Vitamin E supplementation increases circulating vitamin E metabolites tenfold in end-stage renal disease patients

Abstract

Vitamin E supplementation could elevate circulating vitamin E metabolites while modulating oxidative and inflammatory status in end-stage renal failure patients undergoing hemodialysis. Plasma concentrations of carboxyethyl-hydroxychromanols (alpha- and gamma-CEHC), ascorbic acid, alpha- and gamma-tocopherols, F2-isoprostanes, and inflammatory biomarkers [tumor necrosis factor-alpha (TNF-alpha), interleukin-6 (IL-6), ferritin, and C-reactive protein (CRP)] were measured in blood samples obtained from patients (n = 11) before and after dialysis on two occasions prior to, and at 1 and 2 mon of daily vitamin E supplementation (400 IU RRR-alpha-tocopherol).

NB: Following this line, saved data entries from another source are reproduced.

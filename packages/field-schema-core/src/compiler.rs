//! Entry points compiling document types into a session.
//!
//! Each entry point is one pass: it runs atomically against the session and
//! leaves it untouched on error.

use std::collections::BTreeSet;

use tracing::{debug, info};

use crate::error::SchemaError;
use crate::fields::{CollectionConfig, Field, FieldAttrs, GlobalConfig, ScalarField, SchemaConfig};
use crate::relation::Relation;
use crate::schema::CompiledSchema;
use crate::session::Session;
use crate::table::{
    build_table, locale_column, BuiltTable, Column, ColumnType, ForeignKeySpec, IdType, IndexSpec,
    OnDelete, TableKind, TableRequest,
};
use crate::walker::{AggregateFlags, RootRef, WalkOptions};

/// Column linking a version row to its document.
const VERSION_PARENT_COLUMN: &str = "parent_id";
/// Field and column prefix of versioned fields.
const VERSION_PREFIX: &str = "version";
/// Flag marking the newest version of a document.
const LATEST_COLUMN: &str = "latest";
/// Join column of the consolidated relationship table.
const RELS_PARENT_COLUMN: &str = "parent_id";
/// Relation name from a root to its consolidated relationship table.
const RELS_RELATION: &str = "_rels";

/// Document type normalized for table building.
struct Document {
    slug: String,
    table: String,
    source: String,
    kind: TableKind,
    id_type: IdType,
    fields: Vec<Field>,
    timestamps: bool,
    drafts: bool,
}

impl Document {
    fn collection(session: &Session, collection: &CollectionConfig) -> Self {
        Self {
            slug: collection.slug.clone(),
            table: collection_table(session, collection),
            source: collection.slug.clone(),
            kind: TableKind::Collection,
            id_type: collection
                .id_type
                .unwrap_or(session.config.default_id_type),
            fields: with_draft_status(&collection.fields, collection.drafts()),
            timestamps: collection.timestamps,
            drafts: collection.drafts(),
        }
    }

    fn global(session: &Session, global: &GlobalConfig) -> Self {
        let table = match &global.db_name {
            Some(db_name) => session.naming.derive(&[db_name]),
            None => session.naming.derive(&[&global.slug]),
        };
        Self {
            slug: global.slug.clone(),
            table,
            source: format!("global:{}", global.slug),
            kind: TableKind::Global,
            id_type: IdType::Integer,
            fields: with_draft_status(&global.fields, global.drafts()),
            timestamps: true,
            drafts: global.drafts(),
        }
    }

    fn root(&self) -> RootRef {
        RootRef {
            table: self.table.clone(),
            source: self.source.clone(),
            id_type: self.id_type,
        }
    }
}

fn collection_table(session: &Session, collection: &CollectionConfig) -> String {
    match &collection.db_name {
        Some(db_name) => session.naming.derive(&[db_name]),
        None => session.naming.derive(&[&collection.slug]),
    }
}

fn with_draft_status(fields: &[Field], drafts: bool) -> Vec<Field> {
    let mut fields = fields.to_vec();
    if drafts {
        fields.push(Field::draft_status());
    }
    fields
}

/// Registers a collection as a relationship target without building it.
///
/// Lets collections reference each other regardless of declaration order.
pub fn register_collection(
    session: &mut Session,
    collection: &CollectionConfig,
) -> Result<(), SchemaError> {
    let table = collection_table(session, collection);
    let id_type = collection
        .id_type
        .unwrap_or(session.config.default_id_type);
    session.register_target(&collection.slug, &table, id_type)
}

/// Compiles a collection's document table and everything below it.
///
/// # Arguments
/// * `session` - Session receiving the tables
/// * `collection` - Collection definition
///
/// # Returns
/// `Result<BuiltTable, SchemaError>` describing the document table.
pub fn compile_collection(
    session: &mut Session,
    collection: &CollectionConfig,
) -> Result<BuiltTable, SchemaError> {
    session.atomically(|session| {
        register_collection(session, collection)?;
        let document = Document::collection(session, collection);
        build_document(session, &document)
    })
}

/// Compiles the version history table `_<slug>_v` of a collection.
pub fn compile_versions(
    session: &mut Session,
    collection: &CollectionConfig,
) -> Result<BuiltTable, SchemaError> {
    session.atomically(|session| {
        register_collection(session, collection)?;
        let document = Document::collection(session, collection);
        build_versions(session, &document, true)
    })
}

/// Compiles a global's singleton table.
pub fn compile_global(
    session: &mut Session,
    global: &GlobalConfig,
) -> Result<BuiltTable, SchemaError> {
    session.atomically(|session| {
        let document = Document::global(session, global);
        build_document(session, &document)
    })
}

/// Compiles the version history table of a global.
pub fn compile_global_versions(
    session: &mut Session,
    global: &GlobalConfig,
) -> Result<BuiltTable, SchemaError> {
    session.atomically(|session| {
        let document = Document::global(session, global);
        build_versions(session, &document, false)
    })
}

/// Compiles every collection and global of a configuration.
///
/// Collections are registered as relationship targets before any table is
/// built. Versions follow their document type.
///
/// # Returns
/// `Result<CompiledSchema, SchemaError>`; nothing is returned on error.
pub fn compile_schema(config: &SchemaConfig) -> Result<CompiledSchema, SchemaError> {
    let mut session = Session::new(config.compiler.clone())?;
    for collection in &config.collections {
        register_collection(&mut session, collection)?;
    }
    for collection in &config.collections {
        compile_collection(&mut session, collection)?;
        if collection.versions.is_some() {
            compile_versions(&mut session, collection)?;
        }
    }
    for global in &config.globals {
        compile_global(&mut session, global)?;
        if global.versions.is_some() {
            compile_global_versions(&mut session, global)?;
        }
    }

    let schema = session.to_schema();
    info!(
        "Compiled {} collections and {} globals into {} tables ({} columns, {} enums)",
        config.collections.len(),
        config.globals.len(),
        schema.tables.len(),
        schema.column_count(),
        schema.enums.len()
    );
    Ok(schema)
}

fn build_document(session: &mut Session, document: &Document) -> Result<BuiltTable, SchemaError> {
    let root = document.root();
    let built = build_table(
        session,
        TableRequest {
            name: document.table.clone(),
            source: document.source.clone(),
            kind: document.kind,
            parent: None,
            id_type: document.id_type,
            base_columns: vec![document.id_type.id_column()],
            base_indexes: Vec::new(),
            base_foreign_keys: Vec::new(),
            base_relations: Vec::new(),
            fields: &document.fields,
            walk: WalkOptions::root(root.clone()),
            timestamps: document.timestamps,
        },
    )?;
    finish_root(session, &root, built.flags)?;
    debug!("Compiled '{}' into '{}'", document.slug, built.name);
    Ok(built)
}

/// Builds `_<table>_v`, holding a snapshot of every field under `version_`.
fn build_versions(
    session: &mut Session,
    document: &Document,
    link_parent: bool,
) -> Result<BuiltTable, SchemaError> {
    let naming = session.naming.clone();
    let name = naming.versions_table(&document.table);
    let root = RootRef {
        table: name.clone(),
        source: format!("{}#versions", document.source),
        id_type: document.id_type,
    };

    let mut fields = document.fields.clone();
    if document.timestamps {
        for timestamp in ["updatedAt", "createdAt"] {
            if !fields.iter().any(|f| f.name() == Some(timestamp)) {
                fields.push(Field::Date(ScalarField {
                    attrs: FieldAttrs {
                        name: timestamp.to_string(),
                        index: true,
                        ..FieldAttrs::default()
                    },
                }));
            }
        }
    }

    let mut base_columns = vec![document.id_type.id_column()];
    let mut base_indexes = Vec::new();
    let mut base_foreign_keys = Vec::new();
    let mut base_relations = Vec::new();
    if link_parent {
        base_columns.push(Column::new(
            VERSION_PARENT_COLUMN,
            document.id_type.reference_type(),
            "#parent",
        ));
        base_indexes.push(IndexSpec::new(&naming, &name, &[VERSION_PARENT_COLUMN], false));
        base_foreign_keys.push(ForeignKeySpec::to_id(
            &naming,
            &name,
            VERSION_PARENT_COLUMN,
            &document.table,
            OnDelete::SetNull,
        ));
        base_relations.push(Relation::one(
            "parent",
            false,
            &name,
            &document.table,
            VERSION_PARENT_COLUMN,
        ));
    }
    if document.drafts {
        base_columns.push(Column::new(LATEST_COLUMN, ColumnType::Boolean, "#latest"));
        base_indexes.push(IndexSpec::new(&naming, &name, &[LATEST_COLUMN], false));
    }

    let mut walk = WalkOptions::root(root.clone());
    walk.column_prefix = vec![VERSION_PREFIX.to_string()];
    walk.path_prefix = vec![VERSION_PREFIX.to_string()];
    walk.disable_unique = true;
    walk.disable_not_null = document.drafts;

    let built = build_table(
        session,
        TableRequest {
            name,
            source: root.source.clone(),
            kind: TableKind::Versions,
            parent: None,
            id_type: document.id_type,
            base_columns,
            base_indexes,
            base_foreign_keys,
            base_relations,
            fields: &fields,
            walk,
            timestamps: true,
        },
    )?;
    finish_root(session, &root, built.flags)?;
    debug!("Compiled versions of '{}' into '{}'", document.slug, built.name);
    Ok(built)
}

/// Records the root's flags and builds its consolidated relationship table.
fn finish_root(
    session: &mut Session,
    root: &RootRef,
    flags: AggregateFlags,
) -> Result<(), SchemaError> {
    let scope = session.root_scope_mut(&root.table);
    scope.flags.merge(flags);
    let targets = scope.polymorphic_targets.clone();
    let localized = scope.localized_polymorphic;
    if targets.is_empty() {
        return Ok(());
    }
    build_relationships_table(session, root, &targets, localized)
}

/// Builds `<root>_rels` with one nullable foreign key column per target.
fn build_relationships_table(
    session: &mut Session,
    root: &RootRef,
    slugs: &BTreeSet<String>,
    localized: bool,
) -> Result<(), SchemaError> {
    let naming = session.naming.clone();
    let name = naming.relationships_table(&root.table);

    let mut columns = vec![
        IdType::Integer.id_column(),
        Column::new("order", ColumnType::Integer, "#order"),
        Column::new(RELS_PARENT_COLUMN, root.id_type.reference_type(), "#parent_id").not_null(),
        Column::new("path", ColumnType::Varchar, "#path").not_null(),
    ];
    let mut indexes = vec![
        IndexSpec::new(&naming, &name, &["order"], false),
        IndexSpec::new(&naming, &name, &[RELS_PARENT_COLUMN], false),
        IndexSpec::new(&naming, &name, &["path"], false),
    ];
    if localized {
        let mut locale = locale_column(session, "locale");
        locale.not_null = false;
        columns.push(locale);
        indexes.push(IndexSpec::new(&naming, &name, &["locale"], false));
    }
    let mut foreign_keys = vec![ForeignKeySpec::to_id(
        &naming,
        &name,
        RELS_PARENT_COLUMN,
        &root.table,
        OnDelete::Cascade,
    )];

    let mut relations = Vec::new();
    for slug in slugs {
        let target = session
            .target(slug)
            .cloned()
            .ok_or_else(|| SchemaError::UnknownRelationTarget {
                field_path: name.clone(),
                target: slug.clone(),
            })?;
        let column = naming.derive(&[target.table.as_str(), "id"]);
        columns.push(Column::new(
            column.as_str(),
            target.id_type.reference_type(),
            format!("#{}", slug),
        ));
        indexes.push(IndexSpec::new(&naming, &name, &[column.as_str()], false));
        foreign_keys.push(ForeignKeySpec::to_id(
            &naming,
            &name,
            &column,
            &target.table,
            OnDelete::Cascade,
        ));
        relations.push(Relation::one(slug.as_str(), false, &name, &target.table, column));
    }

    let built = build_table(
        session,
        TableRequest {
            name,
            source: format!("{}#rels", root.source),
            kind: TableKind::Relationships,
            parent: Some(root.table.clone()),
            id_type: IdType::Integer,
            base_columns: columns,
            base_indexes: indexes,
            base_foreign_keys: foreign_keys,
            base_relations: relations,
            fields: &[],
            walk: WalkOptions::root(root.clone()),
            timestamps: false,
        },
    )?;
    session.relations.record(
        &root.table,
        Relation::many(RELS_RELATION, localized, &root.table, &built.name, RELS_PARENT_COLUMN),
    )?;
    debug!("Root '{}' links {} collections through '{}'", root.table, slugs.len(), built.name);
    Ok(())
}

Supplementation nearly doubled plasma alpha-tocopherol concentrations (from 18 +/- 0.5 to 31 +/- 1.7 microM, P < 0.0001), whereas gamma-tocopherol concentrations decreased (from 2.8 +/- 0.3 to 1.7 +/- 0.2 microM, P = 0.001). Serum alpha-CEHC increased 10-fold from 68 +/- 3 to 771 +/- 175 nM (P < 0.0001), and gamma-CEHC increased from 837 +/- 164 to 1136 +/- 230 nM (P = 0.008). Vitamin E supplementation also increased postdialysis hematocrits from 38 +/- 1% to 41 +/- 1% (P < 0.001). Dietary antioxidant intakes (vitamins E and C) were low in most subjects; plasma ascorbic acid levels (88 +/- 27 microM) decreased significantly with dialysis (33 +/- 11 microM, P = 0.01). Plasma IL-6, CRP, TNF-alpha, and free F2-isoprostane concentrations were elevated throughout the study. There is a complex relationship between chronic inflammation and oxidative stress that is not mitigated by short-term vitamin E supplementation. Importantly, serum vitamin E metabolite concentrations that increased 10-fold within 30 d of supplementation did not increase further, suggesting routes other than urine for removal of metabolites.